Un essai clinique est conçu pour répondre à une question principale. Et toute la méthodologie de l'essai est généralement élaborée dans cet objectif, notamment le choix du critère principal d'évaluation, le nombre de patients à inclure et l'analyse statistique des données. L'ajout d'autres critères d'évaluation dans le protocole démultiplie les comparaisons et les tests statistiques et augmente la probabilité d'observer des différences "statistiquement significatives" par le seul fait du hasard. En fait, en l'absence de différence statistiquement significative sur le critère principal, les analyses sur les autres critères d'évaluation servent surtout à formuler des hypothèses, plus qu'à démontrer des faits.
Dans l'essai versus placebo qui a évalué le tériflunomide (Aubagio°) chez les enfants et adolescents atteints d'une sclérose en plaques, il n'a pas été observé de différence statistiquement significative entre les groupes sur le critère principal d'évaluation d'une éventuelle efficacité (lire aussi "tériflunomide (Aubagio°) et sclérose en plaques à partir de l'âge de 10 ans").
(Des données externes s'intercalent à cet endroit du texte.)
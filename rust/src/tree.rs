//! Rooted phylogenetic tree shared by every reconstruction in a run.
//!
//! Nodes are indexed 0..n_nodes with tips first (in tip order), then
//! internal nodes. Topology is held as parallel edge arrays in the tree's
//! native edge order; children lists and traversal orders are derived once.

use crate::error::{ReconstructionError, Result};

#[derive(Debug, Clone)]
pub struct Tree {
    n_tips: usize,
    n_nodes: usize,
    edge_parent: Vec<usize>,
    edge_child: Vec<usize>,
    edge_length: Vec<f64>,
    children: Vec<Vec<usize>>,
    parent_edge: Vec<Option<usize>>,
    root_index: usize,
    post_order: Vec<usize>,
}

impl Tree {
    /// Build a tree from an edge list.
    ///
    /// # Arguments
    /// * `edge_parent` - Parent node of each edge
    /// * `edge_child` - Child node of each edge
    /// * `edge_length` - Branch length of each edge
    /// * `n_tips` - Number of tip nodes (ids `0..n_tips`)
    pub fn from_edges(
        edge_parent: Vec<usize>,
        edge_child: Vec<usize>,
        edge_length: Vec<f64>,
        n_tips: usize,
    ) -> Result<Self> {
        let n_edges = edge_parent.len();
        if edge_child.len() != n_edges {
            return Err(ReconstructionError::DimensionMismatch {
                what: "edge child array",
                expected: n_edges,
                found: edge_child.len(),
            });
        }
        if edge_length.len() != n_edges {
            return Err(ReconstructionError::DimensionMismatch {
                what: "edge length array",
                expected: n_edges,
                found: edge_length.len(),
            });
        }
        if n_tips < 2 {
            return Err(invalid(format!("need at least 2 tips, got {}", n_tips)));
        }

        let n_nodes = n_edges + 1;
        if n_nodes <= n_tips {
            return Err(invalid(format!(
                "{} edges cannot connect {} tips to any internal node",
                n_edges, n_tips
            )));
        }

        let mut children = vec![Vec::new(); n_nodes];
        let mut parent_edge = vec![None; n_nodes];
        for (edge, (&parent, &child)) in edge_parent.iter().zip(&edge_child).enumerate() {
            if parent >= n_nodes || child >= n_nodes {
                return Err(invalid(format!(
                    "edge {} references node outside 0..{}",
                    edge, n_nodes
                )));
            }
            if parent_edge[child].replace(edge).is_some() {
                return Err(invalid(format!("node {} has more than one parent", child)));
            }
            children[parent].push(child);
        }

        for (edge, &length) in edge_length.iter().enumerate() {
            if !length.is_finite() || length < 0.0 {
                return Err(invalid(format!(
                    "edge {} has invalid branch length {}",
                    edge, length
                )));
            }
        }

        let mut roots = (0..n_nodes).filter(|&node| parent_edge[node].is_none());
        let root_index = roots
            .next()
            .ok_or_else(|| invalid("no root node found (every node has a parent)".to_string()))?;
        if roots.next().is_some() {
            return Err(invalid("tree is not rooted: more than one parentless node".to_string()));
        }

        for (node, kids) in children.iter().enumerate() {
            if node < n_tips && !kids.is_empty() {
                return Err(invalid(format!("tip {} has children", node)));
            }
            if node >= n_tips && kids.len() < 2 {
                return Err(invalid(format!(
                    "internal node {} has {} children; tree must be fully resolved",
                    node,
                    kids.len()
                )));
            }
        }

        let post_order = post_order_from(root_index, &children);
        if post_order.len() != n_nodes {
            return Err(invalid(format!(
                "only {} of {} nodes reachable from root",
                post_order.len(),
                n_nodes
            )));
        }

        Ok(Tree {
            n_tips,
            n_nodes,
            edge_parent,
            edge_child,
            edge_length,
            children,
            parent_edge,
            root_index,
            post_order,
        })
    }

    /// Build tree from per-node structure arrays.
    ///
    /// # Arguments
    /// * `parent_indices` - Parent index for each node (-1 for root)
    /// * `branch_lengths` - Branch length above each node
    /// * `n_tips` - Number of tip nodes
    ///
    /// Edges are laid out in node order, skipping the root.
    pub fn from_structure(
        parent_indices: Vec<i32>,
        branch_lengths: Vec<f64>,
        n_tips: usize,
    ) -> Result<Self> {
        if branch_lengths.len() != parent_indices.len() {
            return Err(ReconstructionError::DimensionMismatch {
                what: "branch lengths",
                expected: parent_indices.len(),
                found: branch_lengths.len(),
            });
        }

        let mut edge_parent = Vec::with_capacity(parent_indices.len());
        let mut edge_child = Vec::with_capacity(parent_indices.len());
        let mut edge_length = Vec::with_capacity(parent_indices.len());
        for (node, &parent) in parent_indices.iter().enumerate() {
            if parent < 0 {
                continue;
            }
            edge_parent.push(parent as usize);
            edge_child.push(node);
            edge_length.push(branch_lengths[node]);
        }

        Self::from_edges(edge_parent, edge_child, edge_length, n_tips)
    }

    pub fn n_tips(&self) -> usize {
        self.n_tips
    }

    pub fn n_internal(&self) -> usize {
        self.n_nodes - self.n_tips
    }

    pub fn n_nodes(&self) -> usize {
        self.n_nodes
    }

    pub fn n_edges(&self) -> usize {
        self.edge_parent.len()
    }

    pub fn root(&self) -> usize {
        self.root_index
    }

    pub fn is_tip(&self, node: usize) -> bool {
        node < self.n_tips
    }

    pub fn edge_parent(&self) -> &[usize] {
        &self.edge_parent
    }

    pub fn edge_child(&self) -> &[usize] {
        &self.edge_child
    }

    pub fn edge_length(&self) -> &[f64] {
        &self.edge_length
    }

    pub fn children(&self, node: usize) -> &[usize] {
        &self.children[node]
    }

    pub fn parent(&self, node: usize) -> Option<usize> {
        self.parent_edge[node].map(|edge| self.edge_parent[edge])
    }

    /// Length of the branch leading into `node` (0 for the root).
    pub fn branch_length(&self, node: usize) -> f64 {
        self.parent_edge[node]
            .map(|edge| self.edge_length[edge])
            .unwrap_or(0.0)
    }

    /// Post-order traversal of nodes (tips to root).
    pub fn post_order(&self) -> &[usize] {
        &self.post_order
    }

    /// Pre-order traversal (root first, every parent before its children).
    pub fn pre_order(&self) -> impl Iterator<Item = usize> + '_ {
        self.post_order.iter().rev().copied()
    }
}

fn invalid(msg: String) -> ReconstructionError {
    ReconstructionError::InvalidTree(msg)
}

fn post_order_from(root: usize, children: &[Vec<usize>]) -> Vec<usize> {
    let mut order = Vec::with_capacity(children.len());
    let mut visited = vec![false; children.len()];
    // (node, children already pushed)
    let mut stack = vec![(root, false)];

    while let Some((node, expanded)) = stack.pop() {
        if expanded {
            order.push(node);
            continue;
        }
        if visited[node] {
            continue;
        }
        visited[node] = true;
        stack.push((node, true));
        for &child in children[node].iter().rev() {
            if !visited[child] {
                stack.push((child, false));
            }
        }
    }

    order
}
Mais l'Agence européenne du médicament a donné un avis favorable à une autorisation de mise sur le marché (AMM) dans cette tranche d'âge en prenant en compte les résultats sur un autre critère, avec un niveau de preuves hasardeux, et en mettant en avant les données d'efficacité du tériflunomide chez les adultes.
Changer les règles du jeu quand le résultat est décevant avec celles fixées est une tactique gagnante pour certains : pour la firme qui obtient ce qu'elle a demandé, et pour l'Agence qui évite de jouer le rôle ingrat de "gendarme du médicament" en s'opposant à une AMM.
En pratique, ce sont des patients qui risquent d'être les perdants de cette tactique, vu que ce médicament expose à des effets indésirables parfois graves.